For some reason I can't embed video on this bloggy thing. Maybe I'm just not that good at computers. Watch this though.

The woman they interview is not representative of this country, obviously, but she does illustrate the worst of the American psyche. From Goldwater and Nixon, but especially since Regan, to John McCain and Pallin, the GOP has been the party of division and hate, winking at white voters, reasurring them that they have allies in government.

While it appears unlikely that that strategy will work this year, these tactics have the unfortunate effect of creating monsters like the woman in the video above. She doesn't even know what she's saying. She doesn't know why she hates Muslims, but she knows she does.

Idiots like this aren't going anywhere, but when you watch something like that, it's hard to feel any connection with that person at all. How could she and I, or she and any of my friends, ever have a real conversation? How could we get to a point of agreement from which to start?

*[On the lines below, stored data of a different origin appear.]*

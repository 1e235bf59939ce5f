/*
 * Copyright (C) 2024 Fastly, Inc.
 *
 * Licensed under the Apache License, Version 2.0 (the "License");
 * you may not use this file except in compliance with the License.
 * You may obtain a copy of the License at
 *
 *     http://www.apache.org/licenses/LICENSE-2.0
 *
 * Unless required by applicable law or agreed to in writing, software
 * distributed under the License is distributed on an "AS IS" BASIS,
 * WITHOUT WARRANTIES OR CONDITIONS OF ANY KIND, either express or implied.
 * See the License for the specific language governing permissions and
 * limitations under the License.
 */

use log::{debug, warn};
use socket2::{Domain, Protocol, SockAddr, Socket, Type};
use std::io;
use std::io::{Read, Write};
use std::net::{SocketAddr, ToSocketAddrs};
use std::time::Duration;

#[derive(Debug, thiserror::Error)]
pub enum OpenError {
    #[error("error connecting: {0}")]
    Connect(io::Error),

    #[error("error sending: {0}")]
    Send(io::Error),
}

// names are limited to the web services. anything else, including other
// entries of the system services database, must be given as a port number
pub fn service_port(service: &str) -> Option<u16> {
    match service {
        "http" => Some(80),
        "https" => Some(443),
        s => s.parse().ok(),
    }
}

// return (host, port). the host may carry its own port, as in a URL
// authority. bracketed IPv6 literals are unwrapped
pub fn split_authority(authority: &str) -> (&str, Option<&str>) {
    if let Some(rest) = authority.strip_prefix('[') {
        return match rest.find(']') {
            Some(pos) => {
                let port = rest[(pos + 1)..].strip_prefix(':');

                (&rest[..pos], port)
            }
            None => (authority, None),
        };
    }

    match authority.find(':') {
        // more than one colon means a bare IPv6 address
        Some(pos) if authority[(pos + 1)..].find(':').is_none() => {
            (&authority[..pos], Some(&authority[(pos + 1)..]))
        }
        _ => (authority, None),
    }
}

/// Resolves `host` to a single address, preferring IPv4.
///
/// `service` is a port number or `http`/`https`. A port included in `host`
/// takes precedence.
pub fn resolve(host: &str, service: &str) -> Result<SocketAddr, io::Error> {
    let (name, port) = split_authority(host);

    let port = match port {
        Some(port) => match port.parse::<u16>() {
            Ok(port) => port,
            Err(_) => {
                return Err(io::Error::new(
                    io::ErrorKind::InvalidInput,
                    format!("invalid port: {}", port),
                ))
            }
        },
        None => match service_port(service) {
            Some(port) => port,
            None => {
                return Err(io::Error::new(
                    io::ErrorKind::InvalidInput,
                    format!("unknown service: {}", service),
                ))
            }
        },
    };

    if name.is_empty() {
        return Err(io::Error::new(io::ErrorKind::InvalidInput, "empty host"));
    }

    let addrs: Vec<SocketAddr> = (name, port).to_socket_addrs()?.collect();

    debug!("{} resolved to {:?}", name, addrs);

    match addrs.iter().find(|addr| addr.is_ipv4()).or_else(|| addrs.first()) {
        Some(addr) => Ok(*addr),
        None => Err(io::Error::new(
            io::ErrorKind::NotFound,
            format!("no addresses for {}", name),
        )),
    }
}

pub trait Connection: Read {
    fn fast_open_used(&self) -> bool;
}

/// How a connection is established and the request delivered.
pub trait Opener {
    type Conn: Connection;

    fn open(&self, addr: SocketAddr, data: &[u8]) -> Result<Self::Conn, OpenError>;
}

pub struct TcpConnection {
    socket: Socket,
    fast_open_used: bool,
}

impl Read for TcpConnection {
    fn read(&mut self, buf: &mut [u8]) -> Result<usize, io::Error> {
        self.socket.read(buf)
    }
}

impl Connection for TcpConnection {
    fn fast_open_used(&self) -> bool {
        self.fast_open_used
    }
}

fn new_socket(addr: SocketAddr, timeout: Option<Duration>) -> Result<Socket, io::Error> {
    let socket = Socket::new(Domain::for_address(addr), Type::STREAM, Some(Protocol::TCP))?;

    socket.set_read_timeout(timeout)?;
    socket.set_write_timeout(timeout)?;

    Ok(socket)
}

fn connect_and_send(
    addr: SocketAddr,
    data: &[u8],
    timeout: Option<Duration>,
) -> Result<TcpConnection, OpenError> {
    let mut socket = new_socket(addr, timeout).map_err(OpenError::Connect)?;

    let sa = SockAddr::from(addr);

    let ret = match timeout {
        Some(timeout) => socket.connect_timeout(&sa, timeout),
        None => socket.connect(&sa),
    };

    ret.map_err(OpenError::Connect)?;

    socket.write_all(data).map_err(OpenError::Send)?;

    Ok(TcpConnection {
        socket,
        fast_open_used: false,
    })
}

/// Connect, then send.
pub struct PlainOpener {
    timeout: Option<Duration>,
}

impl PlainOpener {
    pub fn new(timeout: Option<Duration>) -> Self {
        Self { timeout }
    }
}

impl Opener for PlainOpener {
    type Conn = TcpConnection;

    fn open(&self, addr: SocketAddr, data: &[u8]) -> Result<Self::Conn, OpenError> {
        connect_and_send(addr, data, self.timeout)
    }
}

/// Send the request with the SYN, using TCP Fast Open.
///
/// If the kernel has no cookie for the server yet, or the server doesn't
/// support Fast Open, the kernel falls back to a normal handshake and
/// `fast_open_used` reports false.
pub struct FastOpenOpener {
    timeout: Option<Duration>,
}

impl FastOpenOpener {
    pub fn new(timeout: Option<Duration>) -> Self {
        Self { timeout }
    }
}

#[cfg(target_os = "linux")]
mod fastopen {
    use super::*;
    use std::mem;
    use std::os::unix::io::AsRawFd;

    // from linux/tcp.h
    const TCPI_OPT_SYN_DATA: u8 = 32;

    // sendto performs the handshake, so errors from it may belong to
    // either phase
    pub fn is_connect_error(e: &io::Error) -> bool {
        match e.raw_os_error() {
            Some(code) => matches!(
                code,
                libc::ECONNREFUSED
                    | libc::ECONNRESET
                    | libc::ETIMEDOUT
                    | libc::EINPROGRESS
                    | libc::EHOSTUNREACH
                    | libc::ENETUNREACH
                    | libc::ENETDOWN
                    | libc::EADDRNOTAVAIL
            ),
            None => matches!(
                e.kind(),
                io::ErrorKind::ConnectionRefused | io::ErrorKind::TimedOut
            ),
        }
    }

    pub fn open(
        addr: SocketAddr,
        data: &[u8],
        timeout: Option<Duration>,
    ) -> Result<TcpConnection, OpenError> {
        let mut socket = new_socket(addr, timeout).map_err(OpenError::Connect)?;

        let sa = SockAddr::from(addr);

        // connects and sends in one call
        let size = match socket.send_to_with_flags(data, &sa, libc::MSG_FASTOPEN) {
            Ok(size) => size,
            Err(e) if e.raw_os_error() == Some(libc::EOPNOTSUPP) => {
                warn!("fast open is disabled in the kernel. using plain connect");

                return connect_and_send(addr, data, timeout);
            }
            Err(e) if is_connect_error(&e) => return Err(OpenError::Connect(e)),
            Err(e) => return Err(OpenError::Send(e)),
        };

        if size < data.len() {
            socket.write_all(&data[size..]).map_err(OpenError::Send)?;
        }

        let fast_open_used = match syn_data_acked(&socket) {
            Ok(b) => b,
            Err(e) => {
                warn!("unable to query fast open status: {}", e);

                false
            }
        };

        Ok(TcpConnection {
            socket,
            fast_open_used,
        })
    }

    pub fn syn_data_acked(socket: &Socket) -> Result<bool, io::Error> {
        // SAFETY: tcp_info is plain old data
        let mut info: libc::tcp_info = unsafe { mem::zeroed() };
        let mut len = mem::size_of::<libc::tcp_info>() as libc::socklen_t;

        // SAFETY: info and len are valid for writes and len holds the size
        // of info
        let ret = unsafe {
            libc::getsockopt(
                socket.as_raw_fd(),
                libc::IPPROTO_TCP,
                libc::TCP_INFO,
                &mut info as *mut libc::tcp_info as *mut libc::c_void,
                &mut len,
            )
        };

        if ret != 0 {
            return Err(io::Error::last_os_error());
        }

        debug!("tcp_info options: {:#x}", info.tcpi_options);

        Ok(info.tcpi_options & TCPI_OPT_SYN_DATA != 0)
    }
}

impl Opener for FastOpenOpener {
    type Conn = TcpConnection;

    #[cfg(target_os = "linux")]
    fn open(&self, addr: SocketAddr, data: &[u8]) -> Result<Self::Conn, OpenError> {
        fastopen::open(addr, data, self.timeout)
    }

    #[cfg(not(target_os = "linux"))]
    fn open(&self, addr: SocketAddr, data: &[u8]) -> Result<Self::Conn, OpenError> {
        warn!("fast open not supported on this platform. using plain connect");

        connect_and_send(addr, data, self.timeout)
    }
}
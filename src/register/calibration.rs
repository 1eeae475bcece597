//! ### NVM_PAR_T1 .. NVM_PAR_P11 - trimming coefficients (`0x31` - `0x45`, 21 bytes, read-only)
//!
//! The 14 factory trimming coefficients are stored as packed little-endian integers with
//! mixed widths and signedness. The layout is described once in [`NVM_FIELDS`] and every
//! field is extracted by the same routine, so the register map lives in a single table.
//!
//! Decoding can not fail once the block has the right length: every field is a plain
//! reinterpretation of its bytes.

use crate::register::{Readable, Reg};

/// Marker struct for the calibration coefficient block
pub struct Calibration;
impl Reg for Calibration { const ADDR: u8 = 0x31; }

/// Width and signedness of a packed NVM field.
#[derive(Copy, Clone, Debug, PartialEq, Eq)]
pub enum FieldKind {
    U16,
    I16,
    I8,
}

impl FieldKind {
    /// Number of bytes the field occupies.
    pub const fn width(self) -> usize {
        match self {
            FieldKind::U16 | FieldKind::I16 => 2,
            FieldKind::I8 => 1,
        }
    }
}

/// One entry of the NVM register map.
#[derive(Copy, Clone, Debug, PartialEq, Eq)]
pub struct NvmField {
    pub name: &'static str,
    /// Offset from the start of the block (0x31)
    pub offset: usize,
    pub kind: FieldKind,
}

impl NvmField {
    const fn new(name: &'static str, offset: usize, kind: FieldKind) -> Self {
        Self { name, offset, kind }
    }

    /// Extracts the field from a calibration block, least significant byte first.
    pub fn extract(&self, b: &[u8]) -> i32 {
        let o = self.offset;
        match self.kind {
            FieldKind::U16 => u16::from_le_bytes([b[o], b[o + 1]]) as i32,
            FieldKind::I16 => i16::from_le_bytes([b[o], b[o + 1]]) as i32,
            FieldKind::I8 => i8::from_le_bytes([b[o]]) as i32,
        }
    }
}

pub(crate) const PAR_T1: usize = 0;
pub(crate) const PAR_T2: usize = 1;
pub(crate) const PAR_T3: usize = 2;
pub(crate) const PAR_P1: usize = 3;
pub(crate) const PAR_P2: usize = 4;
pub(crate) const PAR_P3: usize = 5;
pub(crate) const PAR_P4: usize = 6;
pub(crate) const PAR_P5: usize = 7;
pub(crate) const PAR_P6: usize = 8;
pub(crate) const PAR_P7: usize = 9;
pub(crate) const PAR_P8: usize = 10;
pub(crate) const PAR_P9: usize = 11;
pub(crate) const PAR_P10: usize = 12;
pub(crate) const PAR_P11: usize = 13;

/// Register map of the calibration block, as listed in the datasheet memory map.
pub const NVM_FIELDS: [NvmField; 14] = [
    NvmField::new("par_t1", 0, FieldKind::U16),
    NvmField::new("par_t2", 2, FieldKind::U16),
    NvmField::new("par_t3", 4, FieldKind::I8),
    NvmField::new("par_p1", 5, FieldKind::I16),
    NvmField::new("par_p2", 7, FieldKind::I16),
    NvmField::new("par_p3", 9, FieldKind::I8),
    NvmField::new("par_p4", 10, FieldKind::I8),
    NvmField::new("par_p5", 11, FieldKind::U16),
    NvmField::new("par_p6", 13, FieldKind::U16),
    NvmField::new("par_p7", 15, FieldKind::I8),
    NvmField::new("par_p8", 16, FieldKind::I8),
    NvmField::new("par_p9", 17, FieldKind::I16),
    NvmField::new("par_p10", 19, FieldKind::I8),
    NvmField::new("par_p11", 20, FieldKind::I8),
];

/// The raw, unquantized trimming coefficients.
#[derive(Copy, Clone, Debug, PartialEq, Eq)]
#[cfg_attr(feature = "defmt", derive(defmt::Format))]
pub struct CalibrationNvm {
    pub nvm_par_t1: u16,
    pub nvm_par_t2: u16,
    pub nvm_par_t3: i8,
    pub nvm_par_p1: i16,
    pub nvm_par_p2: i16,
    pub nvm_par_p3: i8,
    pub nvm_par_p4: i8,
    pub nvm_par_p5: u16,
    pub nvm_par_p6: u16,
    pub nvm_par_p7: i8,
    pub nvm_par_p8: i8,
    pub nvm_par_p9: i16,
    pub nvm_par_p10: i8,
    pub nvm_par_p11: i8,
}

impl CalibrationNvm {
    /// All fields widened to `i32`, in register order.
    pub fn fields(&self) -> [i32; 14] {
        [
            self.nvm_par_t1 as i32,
            self.nvm_par_t2 as i32,
            self.nvm_par_t3 as i32,
            self.nvm_par_p1 as i32,
            self.nvm_par_p2 as i32,
            self.nvm_par_p3 as i32,
            self.nvm_par_p4 as i32,
            self.nvm_par_p5 as i32,
            self.nvm_par_p6 as i32,
            self.nvm_par_p7 as i32,
            self.nvm_par_p8 as i32,
            self.nvm_par_p9 as i32,
            self.nvm_par_p10 as i32,
            self.nvm_par_p11 as i32,
        ]
    }
}

impl Readable for Calibration {
    type Out = CalibrationNvm;

    const N: usize = 21;

    fn decode(b: &[u8]) -> Self::Out {
        let raw = NVM_FIELDS.map(|field| field.extract(b));

        // Each value came out of a field of exactly this width and signedness.
        CalibrationNvm {
            nvm_par_t1: raw[PAR_T1] as u16,
            nvm_par_t2: raw[PAR_T2] as u16,
            nvm_par_t3: raw[PAR_T3] as i8,
            nvm_par_p1: raw[PAR_P1] as i16,
            nvm_par_p2: raw[PAR_P2] as i16,
            nvm_par_p3: raw[PAR_P3] as i8,
            nvm_par_p4: raw[PAR_P4] as i8,
            nvm_par_p5: raw[PAR_P5] as u16,
            nvm_par_p6: raw[PAR_P6] as u16,
            nvm_par_p7: raw[PAR_P7] as i8,
            nvm_par_p8: raw[PAR_P8] as i8,
            nvm_par_p9: raw[PAR_P9] as i16,
            nvm_par_p10: raw[PAR_P10] as i8,
            nvm_par_p11: raw[PAR_P11] as i8,
        }
    }
}
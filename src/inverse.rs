//! Inverse compensation: find the raw ADC value that compensates to a target reading.
//!
//! The forward formulas have no closed-form inverse, so the raw value is found by
//! bisection over an integer interval, evaluating the forward compensation at each
//! midpoint. This is intended for generating test data and for validating a
//! compensation implementation.
//!
//! Bisection is only correct if the forward function is monotonic over the interval.
//! This is a precondition and is not proven at runtime. Every search therefore records
//! the forward value of the raw result and its distance from the target, so the caller can
//! verify the achieved accuracy. A search that runs out of interval is not an error in
//! itself, see [`SearchOutcome::into_result`].

use crate::calibration::{CalibrationData, LinearizedTemperature};
use crate::config::Configuration;
use crate::error::{Bmp390Error, Bmp390Result};
use crate::register::data::RawSample;

/// Largest raw value of a 24-bit ADC reading.
pub const ADC_MAX: u32 = 0x00FF_FFFF;

/// Default tolerance of a temperature search, in degrees Celsius.
pub const DEFAULT_TEMPERATURE_TOLERANCE: f64 = 0.01;

/// Default tolerance of a pressure search, in pascal.
pub const DEFAULT_PRESSURE_TOLERANCE: f64 = 10.0;

/// Halving a 24-bit interval takes 24 steps, so this cap is never reached by default.
pub const DEFAULT_MAX_ITERATIONS: u32 = 32;

/// Direction in which the forward function is assumed to move with the raw value.
#[derive(Copy, Clone, Debug, PartialEq, Eq)]
#[cfg_attr(feature = "defmt", derive(defmt::Format))]
#[cfg_attr(feature = "serde", derive(serde::Serialize, serde::Deserialize))]
pub enum Monotonicity {
    /// Larger raw values compensate to larger physical values.
    Increasing,
    /// Larger raw values compensate to smaller physical values.
    Decreasing,
    /// Evaluate both interval bounds and pick the direction from them.
    Detect,
}

/// Parameters of one bisection search.
#[derive(Copy, Clone, Debug, PartialEq)]
#[cfg_attr(feature = "serde", derive(serde::Serialize, serde::Deserialize))]
pub struct SearchConfig {
    pub(crate) tolerance: f64,
    pub(crate) low: u32,
    pub(crate) high: u32,
    pub(crate) max_iterations: u32,
    pub(crate) monotonicity: Monotonicity,
}

impl SearchConfig {
    fn with_tolerance(tolerance: f64) -> Self {
        Self {
            tolerance,
            low: 0,
            high: ADC_MAX,
            max_iterations: DEFAULT_MAX_ITERATIONS,
            monotonicity: Monotonicity::Increasing,
        }
    }

    /// Temperature search: 0.01 °C over the full 24-bit range.
    pub fn temperature() -> Self {
        Self::with_tolerance(DEFAULT_TEMPERATURE_TOLERANCE)
    }

    /// Pressure search: 10 Pa over the full 24-bit range.
    pub fn pressure() -> Self {
        Self::with_tolerance(DEFAULT_PRESSURE_TOLERANCE)
    }

    /// Largest accepted distance between the achieved and the target value.
    pub fn tolerance(mut self, tolerance: f64) -> Self {
        self.tolerance = tolerance;

        self
    }

    /// Closed interval of raw values to search.
    pub fn interval(mut self, low: u32, high: u32) -> Self {
        self.low = low;
        self.high = high;

        self
    }

    /// Upper bound on the number of forward evaluations made by bisection.
    pub fn max_iterations(mut self, max_iterations: u32) -> Self {
        self.max_iterations = max_iterations;

        self
    }

    pub fn monotonicity(mut self, monotonicity: Monotonicity) -> Self {
        self.monotonicity = monotonicity;

        self
    }

    pub fn validate(&self) -> Bmp390Result<()> {
        if self.low > self.high {
            return Err(Bmp390Error::InvalidSearchInterval { low: self.low, high: self.high });
        }
        if !(self.tolerance > 0.0 && self.tolerance.is_finite()) {
            return Err(Bmp390Error::InvalidTolerance { tolerance: self.tolerance });
        }

        Ok(())
    }
}

/// Result of a search, including the verification of the returned raw value.
#[derive(Copy, Clone, Debug, PartialEq)]
#[cfg_attr(feature = "defmt", derive(defmt::Format))]
#[cfg_attr(feature = "serde", derive(serde::Serialize, serde::Deserialize))]
pub struct SearchOutcome {
    /// Raw value the search settled on
    pub raw: u32,
    pub target: f64,
    /// Forward compensation of `raw`
    pub achieved: f64,
    /// `|achieved - target|`
    pub error: f64,
    pub tolerance: f64,
    /// Number of bisection steps taken
    pub iterations: u32,
}

impl SearchOutcome {
    /// True if the achieved value lies within tolerance of the target.
    pub fn converged(&self) -> bool {
        self.error < self.tolerance
    }

    /// Returns the raw value, or [`Bmp390Error::NotConverged`] if it is outside tolerance.
    pub fn into_result(self) -> Bmp390Result<u32> {
        if self.converged() {
            Ok(self.raw)
        } else {
            Err(Bmp390Error::NotConverged {
                raw: self.raw,
                target: self.target,
                achieved: self.achieved,
            })
        }
    }
}

/// Bisects `config`'s interval for a raw value whose `forward` image is within tolerance
/// of `target`.
///
/// Returns the first midpoint that matches. Otherwise the search stops when the interval
/// is down to two adjacent values (or the iteration cap is hit) and returns the last
/// midpoint it evaluated.
pub fn bisect<F>(target: f64, config: &SearchConfig, mut forward: F) -> Bmp390Result<SearchOutcome>
where
    F: FnMut(u32) -> f64,
{
    config.validate()?;

    let increasing = match config.monotonicity {
        Monotonicity::Increasing => true,
        Monotonicity::Decreasing => false,
        Monotonicity::Detect => {
            let at_low = forward(config.low);
            let at_high = forward(config.high);
            log::debug!(
                "forward({}) = {}, forward({}) = {}, searching {}",
                config.low, at_low, config.high, at_high,
                if at_high >= at_low { "increasing" } else { "decreasing" }
            );
            at_high >= at_low
        }
    };

    let mut low = config.low;
    let mut high = config.high;
    let mut mid = low;
    let mut iterations = 0;

    while high - low > 1 && iterations < config.max_iterations {
        mid = low + (high - low) / 2;
        let value = forward(mid);
        iterations += 1;
        log::trace!("step {}: [{}, {}] forward({}) = {}", iterations, low, high, mid, value);

        if libm::fabs(value - target) < config.tolerance {
            return Ok(SearchOutcome {
                raw: mid,
                target,
                achieved: value,
                error: libm::fabs(value - target),
                tolerance: config.tolerance,
                iterations,
            });
        }

        if (value < target) == increasing {
            low = mid;
        } else {
            high = mid;
        }
    }

    let achieved = forward(mid);
    let outcome = SearchOutcome {
        raw: mid,
        target,
        achieved,
        error: libm::fabs(achieved - target),
        tolerance: config.tolerance,
        iterations,
    };
    if !outcome.converged() {
        log::warn!(
            "search for {} ended at raw {} giving {} (error {}, tolerance {})",
            target, mid, achieved, outcome.error, config.tolerance
        );
    }

    Ok(outcome)
}

/// Targets and outcomes of inverting a temperature and pressure pair.
#[derive(Copy, Clone, Debug, PartialEq)]
#[cfg_attr(feature = "defmt", derive(defmt::Format))]
#[cfg_attr(feature = "serde", derive(serde::Serialize, serde::Deserialize))]
pub struct InverseSample {
    pub temperature: SearchOutcome,
    pub pressure: SearchOutcome,
}

impl InverseSample {
    pub fn sample(&self) -> RawSample {
        RawSample::new(self.pressure.raw, self.temperature.raw)
    }

    pub fn converged(&self) -> bool {
        self.temperature.converged() && self.pressure.converged()
    }
}

impl CalibrationData {
    /// Finds a raw temperature value that compensates to `target_c`.
    pub fn inverse_temperature(&self, target_c: f64, config: &SearchConfig) -> Bmp390Result<SearchOutcome> {
        bisect(target_c, config, |raw| self.compensate_temperature(raw).0)
    }

    /// Finds a raw pressure value that compensates to `target_pa` at the given linearized
    /// temperature.
    pub fn inverse_pressure(
        &self,
        target_pa: f64,
        t_lin: LinearizedTemperature,
        config: &SearchConfig,
    ) -> Bmp390Result<SearchOutcome> {
        bisect(target_pa, config, |raw| self.compensate_pressure(raw, t_lin))
    }

    /// Inverts a temperature and pressure pair.
    ///
    /// Pressure is searched at the linearized temperature of the raw temperature value that
    /// was found, so feeding [`InverseSample::sample`] back through
    /// [`compensate`](CalibrationData::compensate) reproduces both achieved values.
    pub fn inverse_sample(
        &self,
        target_c: f64,
        target_pa: f64,
        config: &Configuration,
    ) -> Bmp390Result<InverseSample> {
        let temperature = self.inverse_temperature(target_c, &config.temperature_search)?;
        let (_, t_lin) = self.compensate_temperature(temperature.raw);
        let pressure = self.inverse_pressure(target_pa, t_lin, &config.pressure_search)?;

        Ok(InverseSample { temperature, pressure })
    }
}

That's a troubling thought. It's a cliche to say, "some people you can't reason with," but what if there are some people you can't even talk to? I can't really remember anyone back in Iowa that ever talked like woman in the interview. I'm sure I could've sought out people like that, but if you were just eating a pretzel in the mall food court you'd never overhear, "Obama is a terrorist."

Maybe people like her are very rare, but their ignorance is so deep and profound it multiplies their small numbers into standing armies. Maybe I had blinders on in Iowa, and that kind of hate was only just below the surface. My high school had a cross burned on its lawn several years before I went there. The town was outraged, as I recall, but that's upsetting nonetheless. Even with that event it's hard to know how many people sat in their living rooms secretly approving of the burning cross, only to denounce it in public.

Which brings me back to Obama and the Bradley effect, named after Tom Bradley, a black man who lost the governer's race in California in 1982. The effect, which offers an explanation for discrepancies between voter polls and how people actually vote (racism), has been talked about a lot concerning Obama. It looks like he's far enough ahead in the polls for the effect to not matter, but it is impossible to know how many people secretly identify with the woman in the interview. If Obama does lose, which is looking increasingly unlikely, then the only explanation will be the Bradley effect and voter disenfranchisement. If that happens, it will answer some of the questions I've posed. In a bad way.